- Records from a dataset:
━━━
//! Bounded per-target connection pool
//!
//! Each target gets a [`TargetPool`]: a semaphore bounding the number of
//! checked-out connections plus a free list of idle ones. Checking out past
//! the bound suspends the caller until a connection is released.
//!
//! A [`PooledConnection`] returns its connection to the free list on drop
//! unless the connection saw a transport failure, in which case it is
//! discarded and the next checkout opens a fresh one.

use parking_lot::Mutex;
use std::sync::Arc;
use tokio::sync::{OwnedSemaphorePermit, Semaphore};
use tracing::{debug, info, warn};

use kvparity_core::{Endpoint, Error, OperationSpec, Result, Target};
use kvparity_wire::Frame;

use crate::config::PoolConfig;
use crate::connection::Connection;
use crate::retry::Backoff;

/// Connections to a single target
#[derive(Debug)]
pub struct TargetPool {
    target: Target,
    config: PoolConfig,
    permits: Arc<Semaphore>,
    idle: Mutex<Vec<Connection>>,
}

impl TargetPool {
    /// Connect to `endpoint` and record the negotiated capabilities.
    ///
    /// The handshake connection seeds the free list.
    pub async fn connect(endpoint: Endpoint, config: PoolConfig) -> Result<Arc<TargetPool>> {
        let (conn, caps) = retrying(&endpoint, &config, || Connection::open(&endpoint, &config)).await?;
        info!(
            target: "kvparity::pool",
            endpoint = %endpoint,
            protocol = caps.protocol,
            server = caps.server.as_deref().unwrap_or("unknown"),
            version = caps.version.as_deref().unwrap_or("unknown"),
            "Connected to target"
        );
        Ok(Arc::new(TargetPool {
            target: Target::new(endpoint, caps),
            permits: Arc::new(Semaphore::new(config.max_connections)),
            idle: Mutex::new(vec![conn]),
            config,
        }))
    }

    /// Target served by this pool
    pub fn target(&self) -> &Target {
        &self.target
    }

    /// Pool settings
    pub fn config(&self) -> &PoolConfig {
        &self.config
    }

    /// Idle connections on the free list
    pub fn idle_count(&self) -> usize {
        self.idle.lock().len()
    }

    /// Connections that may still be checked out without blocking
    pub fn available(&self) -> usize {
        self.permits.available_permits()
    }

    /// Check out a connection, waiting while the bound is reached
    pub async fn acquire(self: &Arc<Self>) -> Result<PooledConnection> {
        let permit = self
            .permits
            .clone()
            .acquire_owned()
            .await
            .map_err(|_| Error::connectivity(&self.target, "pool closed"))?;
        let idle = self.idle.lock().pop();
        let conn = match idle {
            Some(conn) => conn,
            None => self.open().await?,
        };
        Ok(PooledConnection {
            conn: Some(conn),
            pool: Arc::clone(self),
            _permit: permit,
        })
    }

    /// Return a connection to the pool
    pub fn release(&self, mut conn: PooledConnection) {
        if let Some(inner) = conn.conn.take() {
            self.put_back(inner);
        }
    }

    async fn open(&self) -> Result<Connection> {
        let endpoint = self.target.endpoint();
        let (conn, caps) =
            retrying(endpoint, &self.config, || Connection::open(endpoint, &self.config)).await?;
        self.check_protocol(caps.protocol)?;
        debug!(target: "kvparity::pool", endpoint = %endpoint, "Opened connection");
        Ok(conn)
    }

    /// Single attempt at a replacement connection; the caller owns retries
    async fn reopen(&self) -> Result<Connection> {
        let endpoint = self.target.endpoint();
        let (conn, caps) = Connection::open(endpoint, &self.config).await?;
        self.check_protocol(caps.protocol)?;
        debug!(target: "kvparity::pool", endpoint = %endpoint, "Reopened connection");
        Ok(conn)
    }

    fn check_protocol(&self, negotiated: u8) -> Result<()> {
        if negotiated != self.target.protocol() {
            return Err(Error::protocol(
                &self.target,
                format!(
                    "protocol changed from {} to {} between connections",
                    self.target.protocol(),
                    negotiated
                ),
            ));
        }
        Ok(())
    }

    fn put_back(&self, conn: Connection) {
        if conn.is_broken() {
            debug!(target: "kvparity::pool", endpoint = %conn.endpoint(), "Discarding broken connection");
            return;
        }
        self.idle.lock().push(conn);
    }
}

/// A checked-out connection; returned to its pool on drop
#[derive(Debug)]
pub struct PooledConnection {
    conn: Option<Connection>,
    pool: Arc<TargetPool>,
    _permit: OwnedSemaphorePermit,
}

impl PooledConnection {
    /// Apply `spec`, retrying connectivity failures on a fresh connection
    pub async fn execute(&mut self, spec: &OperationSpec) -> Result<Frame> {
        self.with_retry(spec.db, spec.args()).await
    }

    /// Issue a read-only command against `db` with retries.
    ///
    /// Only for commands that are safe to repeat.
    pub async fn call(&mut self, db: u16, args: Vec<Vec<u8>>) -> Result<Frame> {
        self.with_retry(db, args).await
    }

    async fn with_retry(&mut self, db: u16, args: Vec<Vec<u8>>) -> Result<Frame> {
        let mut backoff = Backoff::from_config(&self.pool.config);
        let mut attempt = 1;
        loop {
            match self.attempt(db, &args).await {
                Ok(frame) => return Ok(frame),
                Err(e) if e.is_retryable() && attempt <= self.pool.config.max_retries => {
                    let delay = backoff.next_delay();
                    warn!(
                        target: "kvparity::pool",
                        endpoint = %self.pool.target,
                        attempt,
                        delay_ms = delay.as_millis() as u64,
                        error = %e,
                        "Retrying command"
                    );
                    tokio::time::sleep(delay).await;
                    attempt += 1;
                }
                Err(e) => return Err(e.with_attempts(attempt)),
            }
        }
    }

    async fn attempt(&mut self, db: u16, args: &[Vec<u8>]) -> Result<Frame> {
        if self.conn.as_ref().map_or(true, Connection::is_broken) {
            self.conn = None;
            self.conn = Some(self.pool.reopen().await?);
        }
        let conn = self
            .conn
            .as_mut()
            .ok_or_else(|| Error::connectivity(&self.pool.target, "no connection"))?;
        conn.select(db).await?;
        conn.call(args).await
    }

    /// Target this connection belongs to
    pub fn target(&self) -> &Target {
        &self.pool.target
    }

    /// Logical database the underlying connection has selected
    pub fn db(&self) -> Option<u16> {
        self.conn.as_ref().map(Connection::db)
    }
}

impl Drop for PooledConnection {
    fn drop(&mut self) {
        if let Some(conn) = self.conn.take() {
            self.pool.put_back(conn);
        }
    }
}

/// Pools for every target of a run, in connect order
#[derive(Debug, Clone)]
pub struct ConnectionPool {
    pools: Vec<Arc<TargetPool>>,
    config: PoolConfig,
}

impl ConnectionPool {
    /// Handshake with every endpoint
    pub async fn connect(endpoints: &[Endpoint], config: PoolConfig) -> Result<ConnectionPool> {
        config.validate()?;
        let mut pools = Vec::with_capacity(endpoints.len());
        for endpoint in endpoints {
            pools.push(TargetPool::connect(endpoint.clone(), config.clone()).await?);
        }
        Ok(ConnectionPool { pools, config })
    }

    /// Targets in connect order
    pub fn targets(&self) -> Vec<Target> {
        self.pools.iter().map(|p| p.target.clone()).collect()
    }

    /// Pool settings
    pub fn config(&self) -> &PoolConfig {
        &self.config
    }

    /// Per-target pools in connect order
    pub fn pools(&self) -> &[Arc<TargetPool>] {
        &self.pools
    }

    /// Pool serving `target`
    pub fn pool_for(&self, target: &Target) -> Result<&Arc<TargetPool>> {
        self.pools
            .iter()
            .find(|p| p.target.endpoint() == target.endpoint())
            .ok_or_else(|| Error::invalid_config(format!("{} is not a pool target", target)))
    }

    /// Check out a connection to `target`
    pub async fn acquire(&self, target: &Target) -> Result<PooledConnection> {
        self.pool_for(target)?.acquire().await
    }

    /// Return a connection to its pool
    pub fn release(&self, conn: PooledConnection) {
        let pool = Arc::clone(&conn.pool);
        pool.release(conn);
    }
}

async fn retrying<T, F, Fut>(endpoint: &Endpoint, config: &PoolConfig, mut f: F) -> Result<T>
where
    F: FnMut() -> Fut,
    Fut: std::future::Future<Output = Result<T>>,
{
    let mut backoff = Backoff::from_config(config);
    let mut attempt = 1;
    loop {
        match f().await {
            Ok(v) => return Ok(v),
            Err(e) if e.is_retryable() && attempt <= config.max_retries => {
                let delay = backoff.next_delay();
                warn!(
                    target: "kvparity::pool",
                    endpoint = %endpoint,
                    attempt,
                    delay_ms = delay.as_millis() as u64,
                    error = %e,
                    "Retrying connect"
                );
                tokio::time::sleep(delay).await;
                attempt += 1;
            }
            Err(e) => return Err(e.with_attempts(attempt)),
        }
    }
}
━━━
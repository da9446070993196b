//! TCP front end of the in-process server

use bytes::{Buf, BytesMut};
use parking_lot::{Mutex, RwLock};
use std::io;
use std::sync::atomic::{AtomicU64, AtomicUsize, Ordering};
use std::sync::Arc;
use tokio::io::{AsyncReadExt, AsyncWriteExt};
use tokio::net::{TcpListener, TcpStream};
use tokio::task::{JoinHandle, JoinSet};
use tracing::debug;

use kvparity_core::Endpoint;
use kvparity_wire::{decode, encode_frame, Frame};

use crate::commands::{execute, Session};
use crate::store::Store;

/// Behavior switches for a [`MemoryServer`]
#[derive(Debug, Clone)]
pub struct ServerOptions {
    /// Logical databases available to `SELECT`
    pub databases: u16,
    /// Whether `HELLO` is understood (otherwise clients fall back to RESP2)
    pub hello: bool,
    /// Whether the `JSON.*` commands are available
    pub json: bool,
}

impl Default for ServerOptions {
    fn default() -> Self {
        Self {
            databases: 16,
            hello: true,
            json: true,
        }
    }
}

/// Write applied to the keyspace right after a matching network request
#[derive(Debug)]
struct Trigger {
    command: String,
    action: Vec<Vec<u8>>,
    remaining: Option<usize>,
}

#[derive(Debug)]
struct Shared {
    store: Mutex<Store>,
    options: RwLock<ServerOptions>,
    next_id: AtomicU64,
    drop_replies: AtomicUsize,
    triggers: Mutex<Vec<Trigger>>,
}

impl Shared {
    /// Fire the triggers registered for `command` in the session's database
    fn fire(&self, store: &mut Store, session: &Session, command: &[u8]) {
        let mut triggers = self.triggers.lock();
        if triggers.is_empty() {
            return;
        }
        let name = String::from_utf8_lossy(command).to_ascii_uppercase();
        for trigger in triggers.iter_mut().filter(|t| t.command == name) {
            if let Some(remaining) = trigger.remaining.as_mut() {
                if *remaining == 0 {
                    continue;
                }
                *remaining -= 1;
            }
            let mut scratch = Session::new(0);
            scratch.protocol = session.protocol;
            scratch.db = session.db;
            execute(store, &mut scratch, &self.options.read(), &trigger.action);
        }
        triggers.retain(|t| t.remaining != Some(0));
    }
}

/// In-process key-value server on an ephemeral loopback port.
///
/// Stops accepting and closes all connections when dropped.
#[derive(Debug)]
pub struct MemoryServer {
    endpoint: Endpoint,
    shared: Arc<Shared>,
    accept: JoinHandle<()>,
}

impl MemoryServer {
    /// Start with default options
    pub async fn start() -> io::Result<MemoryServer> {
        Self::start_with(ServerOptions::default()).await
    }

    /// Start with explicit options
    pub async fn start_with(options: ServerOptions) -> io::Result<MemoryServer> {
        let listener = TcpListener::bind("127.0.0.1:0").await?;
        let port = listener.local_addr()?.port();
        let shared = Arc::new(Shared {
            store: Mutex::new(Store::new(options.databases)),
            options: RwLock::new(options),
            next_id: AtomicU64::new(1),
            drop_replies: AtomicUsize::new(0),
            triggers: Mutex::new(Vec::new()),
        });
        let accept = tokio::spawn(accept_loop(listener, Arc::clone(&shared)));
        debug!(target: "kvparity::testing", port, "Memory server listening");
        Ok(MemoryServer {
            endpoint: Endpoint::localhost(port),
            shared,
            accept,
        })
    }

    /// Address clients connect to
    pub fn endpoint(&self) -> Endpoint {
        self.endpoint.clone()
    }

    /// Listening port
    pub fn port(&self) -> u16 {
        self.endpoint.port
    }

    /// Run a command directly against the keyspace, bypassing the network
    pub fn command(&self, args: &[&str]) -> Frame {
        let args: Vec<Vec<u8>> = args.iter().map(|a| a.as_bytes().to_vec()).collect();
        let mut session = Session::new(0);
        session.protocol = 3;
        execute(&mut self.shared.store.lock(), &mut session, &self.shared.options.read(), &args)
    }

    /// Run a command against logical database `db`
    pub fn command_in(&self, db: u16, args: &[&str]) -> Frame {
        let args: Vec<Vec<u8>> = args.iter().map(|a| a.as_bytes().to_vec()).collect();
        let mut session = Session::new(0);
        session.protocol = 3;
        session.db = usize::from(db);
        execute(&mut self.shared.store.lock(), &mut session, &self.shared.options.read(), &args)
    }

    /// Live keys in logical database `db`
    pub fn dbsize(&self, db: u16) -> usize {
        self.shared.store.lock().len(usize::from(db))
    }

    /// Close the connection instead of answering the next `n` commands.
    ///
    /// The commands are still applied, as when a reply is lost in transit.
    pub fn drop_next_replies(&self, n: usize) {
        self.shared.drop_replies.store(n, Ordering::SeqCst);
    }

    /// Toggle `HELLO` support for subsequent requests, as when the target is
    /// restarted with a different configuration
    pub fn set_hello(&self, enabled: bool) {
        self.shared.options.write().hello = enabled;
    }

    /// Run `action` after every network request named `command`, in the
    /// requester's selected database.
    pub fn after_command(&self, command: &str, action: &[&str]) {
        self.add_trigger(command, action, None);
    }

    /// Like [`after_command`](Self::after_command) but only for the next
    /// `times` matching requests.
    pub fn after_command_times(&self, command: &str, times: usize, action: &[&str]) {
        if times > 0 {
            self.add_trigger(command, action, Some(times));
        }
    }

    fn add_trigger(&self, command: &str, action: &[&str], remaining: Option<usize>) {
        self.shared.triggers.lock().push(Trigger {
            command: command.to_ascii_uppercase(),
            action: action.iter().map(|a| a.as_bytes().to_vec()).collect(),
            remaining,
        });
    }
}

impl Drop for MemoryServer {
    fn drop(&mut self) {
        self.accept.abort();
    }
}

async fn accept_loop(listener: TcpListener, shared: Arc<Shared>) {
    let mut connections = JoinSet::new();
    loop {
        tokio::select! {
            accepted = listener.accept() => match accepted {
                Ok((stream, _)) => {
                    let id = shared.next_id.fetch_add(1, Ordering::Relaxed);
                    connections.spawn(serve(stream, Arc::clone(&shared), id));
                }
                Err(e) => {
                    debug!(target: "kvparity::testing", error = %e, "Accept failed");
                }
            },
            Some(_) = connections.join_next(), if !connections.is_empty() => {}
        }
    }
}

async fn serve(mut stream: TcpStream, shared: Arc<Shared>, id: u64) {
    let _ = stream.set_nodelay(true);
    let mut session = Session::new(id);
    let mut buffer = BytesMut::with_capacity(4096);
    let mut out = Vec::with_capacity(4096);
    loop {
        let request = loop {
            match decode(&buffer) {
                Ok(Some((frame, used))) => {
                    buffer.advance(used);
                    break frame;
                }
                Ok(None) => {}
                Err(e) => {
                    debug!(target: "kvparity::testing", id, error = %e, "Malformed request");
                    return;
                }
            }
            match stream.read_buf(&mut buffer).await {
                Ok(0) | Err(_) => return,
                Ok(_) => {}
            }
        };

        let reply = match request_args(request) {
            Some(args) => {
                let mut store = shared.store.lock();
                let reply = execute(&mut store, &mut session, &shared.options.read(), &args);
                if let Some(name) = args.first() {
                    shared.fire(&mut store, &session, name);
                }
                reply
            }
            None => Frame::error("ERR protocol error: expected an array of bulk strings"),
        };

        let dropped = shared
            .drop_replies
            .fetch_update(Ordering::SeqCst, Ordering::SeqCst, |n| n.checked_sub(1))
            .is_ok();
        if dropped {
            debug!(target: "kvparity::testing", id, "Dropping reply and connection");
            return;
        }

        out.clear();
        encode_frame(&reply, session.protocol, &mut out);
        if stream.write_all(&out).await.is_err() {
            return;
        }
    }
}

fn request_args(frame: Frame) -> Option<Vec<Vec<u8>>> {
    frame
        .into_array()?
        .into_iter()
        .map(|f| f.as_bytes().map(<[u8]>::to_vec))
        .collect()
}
━━━
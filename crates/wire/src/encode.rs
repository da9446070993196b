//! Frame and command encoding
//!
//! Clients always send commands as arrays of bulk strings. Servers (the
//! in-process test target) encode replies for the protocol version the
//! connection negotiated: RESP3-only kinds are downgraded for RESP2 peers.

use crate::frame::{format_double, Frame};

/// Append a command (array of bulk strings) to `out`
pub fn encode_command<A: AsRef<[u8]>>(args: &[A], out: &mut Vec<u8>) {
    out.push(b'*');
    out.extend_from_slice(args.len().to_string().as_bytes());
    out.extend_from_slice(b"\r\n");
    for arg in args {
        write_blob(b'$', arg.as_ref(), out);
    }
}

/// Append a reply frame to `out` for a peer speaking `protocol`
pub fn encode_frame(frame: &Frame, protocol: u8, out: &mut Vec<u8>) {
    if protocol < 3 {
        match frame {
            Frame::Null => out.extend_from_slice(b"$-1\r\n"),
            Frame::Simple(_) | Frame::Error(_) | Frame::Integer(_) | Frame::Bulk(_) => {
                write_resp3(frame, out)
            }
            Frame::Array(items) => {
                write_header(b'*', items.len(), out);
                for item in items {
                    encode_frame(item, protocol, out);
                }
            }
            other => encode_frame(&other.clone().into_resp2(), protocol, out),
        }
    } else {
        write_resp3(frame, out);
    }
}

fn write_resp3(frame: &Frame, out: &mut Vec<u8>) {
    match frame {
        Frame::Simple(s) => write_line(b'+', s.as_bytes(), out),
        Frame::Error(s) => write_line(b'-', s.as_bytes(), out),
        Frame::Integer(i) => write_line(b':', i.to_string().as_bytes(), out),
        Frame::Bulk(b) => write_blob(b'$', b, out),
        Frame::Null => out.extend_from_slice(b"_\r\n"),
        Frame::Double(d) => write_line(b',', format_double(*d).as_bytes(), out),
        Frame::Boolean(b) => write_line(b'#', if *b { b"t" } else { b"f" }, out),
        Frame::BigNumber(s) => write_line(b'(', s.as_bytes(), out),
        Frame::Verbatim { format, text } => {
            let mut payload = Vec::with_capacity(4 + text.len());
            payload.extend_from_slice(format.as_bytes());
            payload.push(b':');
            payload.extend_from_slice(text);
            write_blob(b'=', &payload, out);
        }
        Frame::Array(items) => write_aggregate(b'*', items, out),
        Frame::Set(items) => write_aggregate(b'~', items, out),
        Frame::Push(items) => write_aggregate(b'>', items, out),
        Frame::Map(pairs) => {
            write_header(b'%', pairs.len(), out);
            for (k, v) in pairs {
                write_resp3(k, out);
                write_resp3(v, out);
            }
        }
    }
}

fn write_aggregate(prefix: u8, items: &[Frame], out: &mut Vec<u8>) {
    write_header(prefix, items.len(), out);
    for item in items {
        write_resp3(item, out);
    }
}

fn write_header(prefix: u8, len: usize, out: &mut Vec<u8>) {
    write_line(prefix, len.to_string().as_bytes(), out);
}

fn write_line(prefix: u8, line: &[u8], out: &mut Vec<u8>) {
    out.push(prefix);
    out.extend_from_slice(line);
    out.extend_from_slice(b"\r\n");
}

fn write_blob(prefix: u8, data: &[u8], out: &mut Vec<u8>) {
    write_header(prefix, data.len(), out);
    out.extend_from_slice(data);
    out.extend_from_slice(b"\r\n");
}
━━━
- What to produce: Note each line above that contains "BytesMut" and copy it out.

- Task output:
use bytes::{Buf, BytesMut};
    let mut buffer = BytesMut::with_capacity(4096);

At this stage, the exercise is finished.